Deborah Baic/The Globe and Mail

0 out of 4 stars

Drake One Fifty
150 York St., Toronto, Ontario
Appetizers, $7 to $17; entrees, $16 to $38
A long list of ambitious, fairly priced cocktails; a few good beers; short wine list for any budget.
Additional Info
Best bets: Chicken fried oysters, grilled sardines, testina, smoked mackerel, scallop crudo, roasted cauliflower, any of the desserts.

In the 10 months since the announcement of Drake One Fifty, an enormous and lavishly hyped new Financial District restaurant from the team behind Queen Street West's Drake Hotel, the space's décor has so far claimed most of the attention.

Jeff Stober, the Drake's big-spending, arts-loving owner, brought in Martin Brudnizki, a celebrity designer based in London, to "meticulously conceptualize" Drake One Fifty's 160-seat room, as a press release put it.

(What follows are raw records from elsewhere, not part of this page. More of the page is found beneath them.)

/*
SPDX-FileCopyrightText: Copyright 2026 LG Electronics Inc.
SPDX-License-Identifier: MIT
*/

//! Structured error types for the scheduling, patch and optimize engines.
//!
//! [`ScheduleError`] is the top-level failure returned by every session
//! entry point.  The lower layers keep their own focused enums
//! ([`crate::timing::TimingError`], [`crate::network::TopologyError`],
//! [`crate::frame::FrameError`], [`super::verify::ScheduleInvalid`]) and are
//! wrapped transparently, so a caller can still match on the exact cause.
//!
//! | Variant | Failure class |
//! |---|---|
//! | `Input` | malformed document, unknown enumerated value |
//! | `Timing` | inconsistent timing parameters, zero timeslot |
//! | `Topology` | duplicate node, self-loop, duplicate link |
//! | `Frame` | frame-level timing/identity validation |
//! | `NoSchedule` | solver returned no incumbent within the time limit |
//! | `Invalid` | verifier rejected a returned incumbent (model/backend bug) |
//! | `PatchInfeasible` | greedy allocator ran out of room within `[min, max]` |
//! | `Backend` | solver API failure |
//!
//! **Do not** collapse these into `anyhow::Error` in library paths; the
//! structured variants are intentional and `anyhow` stays at the binary
//! boundary.

use thiserror::Error;

use crate::frame::{FrameError, FrameId};
use crate::io::InputError;
use crate::network::TopologyError;
use crate::solver::SolverError;
use crate::timing::TimingError;

use super::verify::ScheduleInvalid;

/// Top-level error of one scheduling, patch or optimize session.
#[derive(Debug, Error)]
pub enum ScheduleError {
    /// The input document could not be understood.
    #[error(transparent)]
    Input(#[from] InputError),

    /// The timing parameters do not admit a discrete time base.
    #[error(transparent)]
    Timing(#[from] TimingError),

    /// The topology violates a structural invariant.
    #[error(transparent)]
    Topology(#[from] TopologyError),

    /// A frame failed validation or its offset graph could not be built.
    #[error(transparent)]
    Frame(#[from] FrameError),

    /// The solver finished without an incumbent.  Carries the incremental
    /// iteration index when applicable.
    #[error("no schedule found{}", .iteration.map(|it| format!(" for the iteration {it}")).unwrap_or_default())]
    NoSchedule { iteration: Option<usize> },

    /// The verifier found a constraint violation in a returned incumbent.
    #[error(transparent)]
    Invalid(#[from] ScheduleInvalid),

    /// The greedy patch allocator could not place an instance within its
    /// allowed transmission range.
    #[error("frame {frame_id} instance {instance} could not be patched")]
    PatchInfeasible { frame_id: FrameId, instance: usize },

    /// The solver API itself failed.
    #[error(transparent)]
    Backend(#[from] SolverError),
}
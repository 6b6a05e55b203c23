//! Global timeslot derivation, hyperperiod calculation and renormalization.
//!
//! The scheduler operates on integer timeslot arithmetic.  The timeslot is
//! the GCD of every transmission duration in the network (and the SHP
//! reservation time when the protocol is active); the hyperperiod is the LCM
//! of all frame periods.  [`resolve`] computes both and divides every
//! duration in the network and traffic by the timeslot, after which no
//! nanosecond value is left anywhere in the data model.

pub mod math;

use thiserror::Error;
use tracing::{debug, info};

use crate::frame::Traffic;
use crate::network::{LinkId, Network};

// ── Error type ────────────────────────────────────────────────────────────────

/// Errors raised while fixing the time base.
#[derive(Debug, Error, PartialEq, Eq)]
pub enum TimingError {
    /// The traffic description contains no frames.
    #[error("no frames to schedule")]
    NoFrames,

    /// LCM calculation overflowed `u64`.  Contains the two operands that
    /// caused the overflow so the caller can log a useful message.
    #[error("hyperperiod overflow computing lcm({a}, {b})")]
    Overflow { a: u64, b: u64 },

    /// The folded GCD resolved to zero, so no common timeslot exists.
    #[error("the timeslot length resolved to zero")]
    ZeroTimeslot,

    /// A frame path references a link the topology does not declare.
    #[error("frame path references unknown link {link}")]
    UnknownLink { link: LinkId },
}

// ── Time base ─────────────────────────────────────────────────────────────────

/// The resolved discrete time base of one scheduling session.
#[derive(Debug, Clone, Copy, PartialEq, Eq)]
pub struct TimeBase {
    /// Length of one timeslot in nanoseconds.
    pub timeslot_ns: u64,
    /// Scheduling horizon in timeslots.
    pub hyperperiod: u64,
}

/// Raw transmission duration of `size` bytes over a link of `speed` MB/s,
/// in nanoseconds, rounded up to at least one.
pub fn transmission_duration_ns(size: u64, speed: u64) -> u64 {
    debug_assert!(speed > 0, "link speed must be positive");
    (size * 8).div_ceil(speed)
}

/// Fix the global timeslot and hyperperiod, then renormalize every duration
/// in `network` and `traffic` to timeslot units.
///
/// The timeslot starts from the SHP reservation time (identity `0` when the
/// protocol is inactive) and folds in the transmission duration of every
/// (frame, link) pair by GCD.
///
/// # Errors
/// * [`TimingError::NoFrames`] – empty traffic description.
/// * [`TimingError::UnknownLink`] – a path references an undeclared link.
/// * [`TimingError::ZeroTimeslot`] – no duration contributed to the GCD.
/// * [`TimingError::Overflow`] – the hyperperiod exceeds `u64`.
pub fn resolve(network: &mut Network, traffic: &mut Traffic) -> Result<TimeBase, TimingError> {
    if traffic.is_empty() {
        return Err(TimingError::NoFrames);
    }

    let mut timeslot = if network.shp.is_active() {
        network.shp.time
    } else {
        0
    };

    for frame in traffic.frames() {
        for link_id in frame.path_links() {
            let link = network
                .topology
                .link(link_id)
                .ok_or(TimingError::UnknownLink { link: link_id })?;
            let duration = transmission_duration_ns(frame.size(), link.speed);
            timeslot = math::gcd(timeslot, duration);
        }
    }

    if timeslot == 0 {
        return Err(TimingError::ZeroTimeslot);
    }

    let periods: Vec<u64> = traffic.frames().iter().map(|f| f.period()).collect();
    let hyperperiod_ns = math::lcm_of_slice(&periods)?;

    for frame in traffic.frames_mut() {
        frame.renormalize(timeslot);
    }
    network.renormalize(timeslot);

    let base = TimeBase {
        timeslot_ns: timeslot,
        hyperperiod: hyperperiod_ns / timeslot,
    };

    info!(
        timeslot_ns = base.timeslot_ns,
        hyperperiod = base.hyperperiod,
        frame_count = traffic.len(),
        "time base fixed"
    );
    for p in &periods {
        debug!(period_ns = p, period_slots = p / timeslot, "  frame period");
    }

    Ok(base)
}

// ── Tests ─────────────────────────────────────────────────────────────────────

The restaurant, which opened in early October at the corner of York Street and Adelaide Street West, has been outfitted with installations from such Canadian art luminaries as Douglas Coupland, Micah Lexier and Eleanor King. Ms. King's sprawling, eerily alien Cuppa Cups sculpture, made from reclaimed paper coffee cups, occupies a prime spot in the lobby, not far from the DJ stage and the vintage Photoautomat booth.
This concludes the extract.